Desde la historia de
los dias de batalla contra las fuerzas realistas por la primera
independencia a través de las crónicas del Gral Juan Manuel
Belgrano, las imagenes de las mujeres del Chapare en la defensa de la
tierra, el territorio y la hoja de coca y otra vez la vida de ellas
al frente; el hoy y su situación …
En 1927 mediante Ley del 8 de noviembre, el presidente Hernando Siles Reyes rinda su homenaje a Las Heroínas de la Coronilla,, instituyendo el 27 de mayo como el Día de la Madre en Bolivia.
Desde
la Historia :
A
200 años de las Heroínas de la Coronilla
Por:
Redacción DatosMayo
2012
La
historia
El relato más vibrante
de la acción desarrollada en la Colina de San Sebastián de
Cochabamba el 27 de mayo de 1812 está descrito en "Juan de la
Rosa", la proverbial obra de Nataniel Aguirre, que describe el
coraje con que un grupo de mujeres enfrenta al Ejército Realista
comandado por Goyeneche, quien marchaba triunfante con el ánimo de
aniquilar los diferentes brotes insurgentes de la Provincia de
Cochabamba, luego de infligir una serie de derrotas a las fuerzas
patrióticas del Alto Perú y del Río de la Plata, vinculadas en las
luchas independentistas.
A 200 años de este
heroico capítulo aparecen aun difusos los verdaderos alcances de la
participación femenina.

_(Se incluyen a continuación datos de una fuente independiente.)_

//! Unified error codes for the café menu
//!
//! This module defines all error codes used by the menu server and the admin console.
//! Error codes are organized by category:
//! - 0xxx: General errors
//! - 1xxx: Authentication errors
//! - 2xxx: Permission errors
//! - 3xxx: Catalog errors (categories, products, announcements, admins)
//! - 4xxx: Media errors (image validation, encoding, blob stores)
//! - 9xxx: System errors

use serde::{Deserialize, Serialize};
use std::fmt;

/// Unified error code enum
///
/// All error codes are represented as u16 values for efficient serialization
/// and cross-language compatibility (Rust, TypeScript, etc.)
#[derive(Debug, Clone, Copy, PartialEq, Eq, Hash, Serialize, Deserialize)]
#[serde(into = "u16", try_from = "u16")]
#[repr(u16)]
pub enum ErrorCode {
    // ==================== 0xxx: General ====================
    /// Operation completed successfully
    Success = 0,
    /// Validation failed
    ValidationFailed = 2,
    /// Resource not found
    NotFound = 3,
    /// Resource already exists
    AlreadyExists = 4,
    /// Invalid request
    InvalidRequest = 5,
    /// Invalid format
    InvalidFormat = 6,
    /// Required field missing
    RequiredField = 7,
    /// Value out of range
    ValueOutOfRange = 8,

    // ==================== 1xxx: Auth ====================
    /// Principal is not authenticated
    NotAuthenticated = 1001,
    /// Invalid credentials (email/password)
    InvalidCredentials = 1002,
    /// Token has expired
    TokenExpired = 1003,
    /// Token is invalid
    TokenInvalid = 1004,

    // ==================== 2xxx: Permission ====================
    /// Permission denied
    PermissionDenied = 2001,
    /// Super admin role is required
    SuperAdminRequired = 2002,
    /// An admin cannot delete their own record
    CannotDeleteSelf = 2005,

    // ==================== 3xxx: Catalog ====================
    CategoryNotFound = 3001,
    ProductNotFound = 3002,
    AnnouncementNotFound = 3003,
    AdminNotFound = 3004,
    AdminEmailExists = 3005,
    InvalidDisplayRange = 3006,
    InvalidColor = 3007,
    InvalidPrice = 3008,

    // ==================== 4xxx: Media ====================
    FileTooLarge = 4001,
    UnsupportedFileFormat = 4002,
    InvalidImageFile = 4003,
    NoFileProvided = 4004,
    EmptyFile = 4005,
    ImageEncodingFailed = 4006,
    UploadFailed = 4007,
    BlobNotFound = 4008,
    InvalidBlobUrl = 4009,

    // ==================== 9xxx: System ====================
    InternalError = 9001,
    DatabaseError = 9002,
    NetworkError = 9003,
    ConfigError = 9005,
}

impl ErrorCode {
    #[inline]
    pub const fn code(&self) -> u16 {
        *self as u16
    }

    #[inline]
    pub const fn is_success(&self) -> bool {
        matches!(self, ErrorCode::Success)
    }

    pub const fn message(&self) -> &'static str {
        match self {
            // General
            ErrorCode::Success => "Operation completed successfully",
            ErrorCode::ValidationFailed => "Validation failed",
            ErrorCode::NotFound => "Resource not found",
            ErrorCode::AlreadyExists => "Resource already exists",
            ErrorCode::InvalidRequest => "Invalid request",
            ErrorCode::InvalidFormat => "Invalid format",
            ErrorCode::RequiredField => "Required field is missing",
            ErrorCode::ValueOutOfRange => "Value is out of range",

            // Auth
            ErrorCode::NotAuthenticated => "User is not authenticated",
            ErrorCode::InvalidCredentials => "Invalid email or password",
            ErrorCode::TokenExpired => "Authentication token has expired",
            ErrorCode::TokenInvalid => "Authentication token is invalid",

            // Permission
            ErrorCode::PermissionDenied => "Permission denied",
            ErrorCode::SuperAdminRequired => "Super administrator role is required",
            ErrorCode::CannotDeleteSelf => "Cannot delete own account",

            // Catalog
            ErrorCode::CategoryNotFound => "Category not found",
            ErrorCode::ProductNotFound => "Product not found",
            ErrorCode::AnnouncementNotFound => "Announcement not found",
            ErrorCode::AdminNotFound => "Admin not found",
            ErrorCode::AdminEmailExists => "Admin email already exists",
            ErrorCode::InvalidDisplayRange => "Display range start must not be after its end",
            ErrorCode::InvalidColor => "Color must be a #RRGGBB hex value",
            ErrorCode::InvalidPrice => "Price must be positive",

            // Media
            ErrorCode::FileTooLarge => "File too large",
            ErrorCode::UnsupportedFileFormat => "Unsupported file format",
            ErrorCode::InvalidImageFile => "Invalid image file",
            ErrorCode::NoFileProvided => "No file provided",
            ErrorCode::EmptyFile => "Empty file provided",
            ErrorCode::ImageEncodingFailed => "Image encoding failed",
            ErrorCode::UploadFailed => "Image upload failed",
            ErrorCode::BlobNotFound => "Image not found in storage",
            ErrorCode::InvalidBlobUrl => "Invalid image URL",

            // System
            ErrorCode::InternalError => "Internal server error",
            ErrorCode::DatabaseError => "Database error",
            ErrorCode::NetworkError => "Network error",
            ErrorCode::ConfigError => "Configuration error",
        }
    }

    /// Arabic message shown to customers and admins
    pub const fn message_ar(&self) -> &'static str {
        match self {
            ErrorCode::Success => "تمت العملية بنجاح",
            ErrorCode::InternalError => "حدث خطأ غير متوقع",
            ErrorCode::ValidationFailed
            | ErrorCode::InvalidRequest
            | ErrorCode::InvalidFormat
            | ErrorCode::ValueOutOfRange => "البيانات المدخلة غير صحيحة",
            ErrorCode::RequiredField => "يرجى ملء جميع الحقول المطلوبة",
            ErrorCode::NotFound => "العنصر غير موجود",
            ErrorCode::AlreadyExists => "العنصر موجود بالفعل",

            ErrorCode::NotAuthenticated => "يرجى تسجيل الدخول أولاً",
            ErrorCode::InvalidCredentials => "البريد الإلكتروني أو كلمة المرور غير صحيحة",
            ErrorCode::TokenExpired | ErrorCode::TokenInvalid => {
                "انتهت الجلسة، يرجى تسجيل الدخول مرة أخرى"
            }

            ErrorCode::PermissionDenied => "ليس لديك صلاحية للقيام بهذا الإجراء",
            ErrorCode::SuperAdminRequired => "هذا الإجراء متاح للمشرف العام فقط",
            ErrorCode::CannotDeleteSelf => "لا يمكنك حذف حسابك",

            ErrorCode::CategoryNotFound => "القسم غير موجود",
            ErrorCode::ProductNotFound => "المنتج غير موجود",
            ErrorCode::AnnouncementNotFound => "الإعلان غير موجود",
            ErrorCode::AdminNotFound => "المشرف غير موجود",
            ErrorCode::AdminEmailExists => "البريد الإلكتروني مستخدم بالفعل",
            ErrorCode::InvalidDisplayRange => "تاريخ البداية يجب أن يسبق تاريخ النهاية",
            ErrorCode::InvalidColor => "اللون غير صالح",
            ErrorCode::InvalidPrice => "السعر غير صالح",

            ErrorCode::FileTooLarge => "حجم الصورة كبير جداً (الحد الأقصى 5MB)",
            ErrorCode::UnsupportedFileFormat => "يرجى اختيار صورة فقط",
            ErrorCode::InvalidImageFile | ErrorCode::EmptyFile => "ملف الصورة غير صالح",
            ErrorCode::NoFileProvided => "يرجى اختيار صورة",
            ErrorCode::ImageEncodingFailed => "تعذر معالجة الصورة",
            ErrorCode::UploadFailed => "فشل رفع الصورة",
            ErrorCode::BlobNotFound => "الصورة غير موجودة",
            ErrorCode::InvalidBlobUrl => "رابط الصورة غير صالح",

            ErrorCode::DatabaseError => "تعذر الوصول إلى البيانات",
            ErrorCode::NetworkError => "تعذر الاتصال بالخادم، يرجى المحاولة مرة أخرى",
            ErrorCode::ConfigError => "خطأ في إعدادات النظام",
        }
    }
}

impl From<ErrorCode> for u16 {
    #[inline]
    fn from(code: ErrorCode) -> Self {
        code.code()
    }
}

/// Error when converting from an invalid u16 to ErrorCode
#[derive(Debug, Clone, Copy, PartialEq, Eq)]
pub struct InvalidErrorCode(pub u16);

impl fmt::Display for InvalidErrorCode {
    fn fmt(&self, f: &mut fmt::Formatter<'_>) -> fmt::Result {
        write!(f, "invalid error code: {}", self.0)
    }
}

impl std::error::Error for InvalidErrorCode {}

impl TryFrom<u16> for ErrorCode {
    type Error = InvalidErrorCode;

    fn try_from(value: u16) -> Result<Self, Self::Error> {
        match value {
            // General
            0 => Ok(ErrorCode::Success),
            2 => Ok(ErrorCode::ValidationFailed),
            3 => Ok(ErrorCode::NotFound),
            4 => Ok(ErrorCode::AlreadyExists),
            5 => Ok(ErrorCode::InvalidRequest),
            6 => Ok(ErrorCode::InvalidFormat),
            7 => Ok(ErrorCode::RequiredField),
            8 => Ok(ErrorCode::ValueOutOfRange),

            // Auth
            1001 => Ok(ErrorCode::NotAuthenticated),
            1002 => Ok(ErrorCode::InvalidCredentials),
            1003 => Ok(ErrorCode::TokenExpired),
            1004 => Ok(ErrorCode::TokenInvalid),

            // Permission
            2001 => Ok(ErrorCode::PermissionDenied),
            2002 => Ok(ErrorCode::SuperAdminRequired),
            2005 => Ok(ErrorCode::CannotDeleteSelf),

            // Catalog
            3001 => Ok(ErrorCode::CategoryNotFound),
            3002 => Ok(ErrorCode::ProductNotFound),
            3003 => Ok(ErrorCode::AnnouncementNotFound),
            3004 => Ok(ErrorCode::AdminNotFound),
            3005 => Ok(ErrorCode::AdminEmailExists),
            3006 => Ok(ErrorCode::InvalidDisplayRange),
            3007 => Ok(ErrorCode::InvalidColor),
            3008 => Ok(ErrorCode::InvalidPrice),

            // Media
            4001 => Ok(ErrorCode::FileTooLarge),
            4002 => Ok(ErrorCode::UnsupportedFileFormat),
            4003 => Ok(ErrorCode::InvalidImageFile),
            4004 => Ok(ErrorCode::NoFileProvided),
            4005 => Ok(ErrorCode::EmptyFile),
            4006 => Ok(ErrorCode::ImageEncodingFailed),
            4007 => Ok(ErrorCode::UploadFailed),
            4008 => Ok(ErrorCode::BlobNotFound),
            4009 => Ok(ErrorCode::InvalidBlobUrl),

            // System
            9001 => Ok(ErrorCode::InternalError),
            9002 => Ok(ErrorCode::DatabaseError),
            9003 => Ok(ErrorCode::NetworkError),
            9005 => Ok(ErrorCode::ConfigError),

            _ => Err(InvalidErrorCode(value)),
        }
    }
}

impl fmt::Display for ErrorCode {
    fn fmt(&self, f: &mut fmt::Formatter<'_>) -> fmt::Result {
        write!(f, "E{:04}", self.code())
    }
}

#[cfg(test)]
mod tests {
    use super::*;

    #[test]
    fn test_error_code_values() {
        assert_eq!(ErrorCode::Success.code(), 0);
        assert_eq!(ErrorCode::NotAuthenticated.code(), 1001);
        assert_eq!(ErrorCode::PermissionDenied.code(), 2001);
        assert_eq!(ErrorCode::CategoryNotFound.code(), 3001);
        assert_eq!(ErrorCode::UploadFailed.code(), 4007);
        assert_eq!(ErrorCode::InternalError.code(), 9001);
    }

    #[test]
    fn test_try_from_u16() {
        assert_eq!(ErrorCode::try_from(4009), Ok(ErrorCode::InvalidBlobUrl));
        assert_eq!(ErrorCode::try_from(9003), Ok(ErrorCode::NetworkError));
        assert_eq!(ErrorCode::try_from(4242), Err(InvalidErrorCode(4242)));
    }

    #[test]
    fn test_display_format() {
        assert_eq!(ErrorCode::NotFound.to_string(), "E0003");
        assert_eq!(ErrorCode::BlobNotFound.to_string(), "E4008");
    }

    #[test]
    fn test_serde_as_number() {
        let json = serde_json::to_string(&ErrorCode::FileTooLarge).unwrap();
        assert_eq!(json, "4001");
        let code: ErrorCode = serde_json::from_str("3002").unwrap();
        assert_eq!(code, ErrorCode::ProductNotFound);
        assert!(serde_json::from_str::<ErrorCode>("12345").is_err());
    }

    #[test]
    fn test_arabic_messages_present() {
        assert_eq!(
            ErrorCode::FileTooLarge.message_ar(),
            "حجم الصورة كبير جداً (الحد الأقصى 5MB)"
        );
        assert_eq!(ErrorCode::UnsupportedFileFormat.message_ar(), "يرجى اختيار صورة فقط");
        assert!(!ErrorCode::UploadFailed.message_ar().is_empty());
    }
}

Desde un ángulo, es indudable que la
valiente lucha de las mujeres cochabambinas ha propiciado la
construcción del mito histórico y símbolos que despiertan
sentimiento de identificación. Otro enfoque niega el combate de La
Coronilla y afirma que su hipotética existencia obedece a la
necesidad de subrayar la crueldad y los estragos cometidos por
Goyeneche y sus tropas, que actuaron con una violencia inaudita ese
27 de mayo de 1812. Una tercera perspectiva narra el heroico
desempeño de las tropas cochabambinas y minimiza la acción de las
mujeres.
Surge entonces la
pregunta cómo y dónde verificar este hecho histórico con
documentos demostrables e incontrastables, pues si bien la obra de
Nataniel Aguirre se basa en circunstancias históricas verificables,
lo cierto es que está relatada desde una perspectiva novelada y, por
ende, motivada y exaltada por la emoción, que parece más bien
pertenecer al mundo de los mitos históricos.
Por
ello, quizás podamos situar los vivos sentimientos que despierta la
valiente acción de las mujeres cochabambinas en la práctica militar
que estableció el
Gral. Manuel Belgrano -
integrante de la Primera Junta del Río de la Plata y luchador
independentista - con la siguiente prédica:
"Todas
las noches, a la hora de la lista, un oficial de cada cuerpo militar
preguntaba en alta voz: ¿Están presentes las mujeres de Cochabamba?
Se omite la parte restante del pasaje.